Problem details.
In the entries that follow, find the line containing "known) / weight", then output exactly every line from the first through that one.

═════ Entries supplied

//! Target solving: the raw mark still needed on one unknown component
//!
//! The aggregation formula is linear, so for a desired total and the
//! weighted sum of every known component the unknown raw mark is
//! `(target - known) / weight * source_max`.

use crate::core::internal::{fill_assignments, AssignmentDefault};
use crate::core::models::{IntegratedMarks, Layout, TheoryMarks};
use crate::core::round_to;
use crate::core::scale::{
    weighted_sum, Component, INTEGRATED_CIE3, INTEGRATED_COMPONENTS, THEORY_COMPONENTS,
    THEORY_MODEL,
};
use serde::{Deserialize, Serialize};
use std::fmt;

/// Feasibility of a target
#[derive(Debug, Clone, Copy, PartialEq, Eq, Serialize, Deserialize)]
#[serde(rename_all = "lowercase")]
pub enum TargetStatus {
    /// Known components already reach the target
    Achieved,
    /// Even a full mark on the unknown component falls short
    Impossible,
    /// Reachable with the reported mark
    Normal,
}

impl fmt::Display for TargetStatus {
    fn fmt(&self, f: &mut fmt::Formatter<'_>) -> fmt::Result {
        let as_str = match self {
            Self::Achieved => "achieved",
            Self::Impossible => "impossible",
            Self::Normal => "normal",
        };
        f.write_str(as_str)
    }
}

/// Decimal places kept before classifying a requirement
const SNAP_PLACES: i32 = 9;

/// Solver output
#[derive(Debug, Clone, Copy, PartialEq, Serialize, Deserialize)]
#[serde(rename_all = "camelCase")]
pub struct RequiredMark {
    /// Raw mark on the unknown component.
    ///
    /// `Normal`: rounded up to a whole mark. `Impossible`: the fractional
    /// requirement to one decimal. `Achieved`: the unrounded (non-positive)
    /// requirement.
    pub required_raw_mark: f64,
    /// Feasibility classification
    pub status: TargetStatus,
    /// Maximum raw mark of the unknown component
    pub source_max: f64,
}

impl RequiredMark {
    /// User-facing message. `label` names the unknown component.
    #[must_use]
    pub fn message(&self, label: &str) -> String {
        match self.status {
            TargetStatus::Achieved => {
                format!("Target already achieved! You don't need any marks in {label}.")
            }
            TargetStatus::Impossible => format!(
                "Impossible target. You would need {:.1}/{} in {label}.",
                self.required_raw_mark, self.source_max
            ),
            TargetStatus::Normal => format!(
                "You need {}/{} in {label}.",
                self.required_raw_mark, self.source_max
            ),
        }
    }
}

/// Solve for the raw mark needed on the unknown component.
///
/// # Arguments
/// * `target` - Desired layout total
/// * `known_weighted_sum` - Weighted contribution of every known component
/// * `unknown_weight` - Target weight of the unknown component (> 0)
/// * `unknown_source_max` - Maximum raw mark of the unknown component (> 0)
#[must_use]
pub fn solve_required_mark(
    target: f64,
    known_weighted_sum: f64,
    unknown_weight: f64,
    unknown_source_max: f64,
) -> RequiredMark {
    let needed_weighted = target - known_weighted_sum;
    let required = needed_weighted / unknown_weight * unknown_source_max;
    // Division noise such as 42.00000000000001 must not ceil to 43
    let snapped = round_to(required, SNAP_PLACES);

    let (required_raw_mark, status) = if snapped <= 0.0 {
        (required, TargetStatus::Achieved)
    } else if snapped > unknown_source_max {
        (round_to(required, 1), TargetStatus::Impossible)
    } else {
        // Rounding up keeps the reported mark sufficient
        (snapped.ceil(), TargetStatus::Normal)
    };

    crate::debug!(
        "target {target:.2}, known {known_weighted_sum:.3}, required {required:.3} -> {status}"
    );

    RequiredMark {
        required_raw_mark,
        status,
        source_max: unknown_source_max,
    }
}

/// A target solved against one layout's unknown component
#[derive(Debug, Clone, Copy, PartialEq)]
pub struct TargetSolution {
    /// Layout solved for
    pub layout: Layout,
    /// Component treated as unknown
    pub unknown: Component,
    /// Solver output
    pub required: RequiredMark,
}

impl TargetSolution {
    /// Name of the unknown component as shown to users
    #[must_use]
    pub const fn unknown_label(&self) -> &'static str {
        match self.layout {
            Layout::Theory => "Model",
            Layout::Integrated => "Model/CIE3",
        }
    }

    /// User-facing message for this solution
    #[must_use]
    pub fn message(&self) -> String {
        match (self.required.status, self.layout) {
            (TargetStatus::Normal, Layout::Theory) => format!(
                "You need {}/{} in Model Exam.",
                self.required.required_raw_mark, self.required.source_max
            ),
            _ => self.required.message(self.unknown_label()),
        }
    }
}

/// Solve a Theory target with the model exam as the unknown.
///
/// The `model` field of `marks` is ignored. Blank assignments follow
/// `assignments`, as in the forward calculation.
#[must_use]
pub fn solve_theory_target(
    target: f64,
    marks: &TheoryMarks,
    assignments: AssignmentDefault,
) -> TargetSolution {
    let known = TheoryMarks {
        model: None,
        ..fill_assignments(marks, assignments)
    };
    let known_sum = weighted_sum(&THEORY_COMPONENTS, &known.values());
    TargetSolution {
        layout: Layout::Theory,
        unknown: THEORY_MODEL,
        required: solve_required_mark(
            target,
            known_sum,
            THEORY_MODEL.spec.target_weight,
            THEORY_MODEL.spec.source_max,
        ),
    }
}

/// Solve an Integrated target with CIE 3 as the unknown.
///
/// The `cie3` field of `marks` is ignored.
#[must_use]
pub fn solve_integrated_target(target: f64, marks: &IntegratedMarks) -> TargetSolution {
    let known = IntegratedMarks {
        cie3: None,
        ..*marks
    };
    let known_sum = weighted_sum(&INTEGRATED_COMPONENTS, &known.values());
    TargetSolution {
        layout: Layout::Integrated,
        unknown: INTEGRATED_CIE3,
        required: solve_required_mark(
            target,
            known_sum,
            INTEGRATED_CIE3.spec.target_weight,
            INTEGRATED_CIE3.spec.source_max,
        ),
    }
}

══════════

Exercise answer.
//! Target solving: the raw mark still needed on one unknown component
//!
//! The aggregation formula is linear, so for a desired total and the
//! weighted sum of every known component the unknown raw mark is
//! `(target - known) / weight * source_max`.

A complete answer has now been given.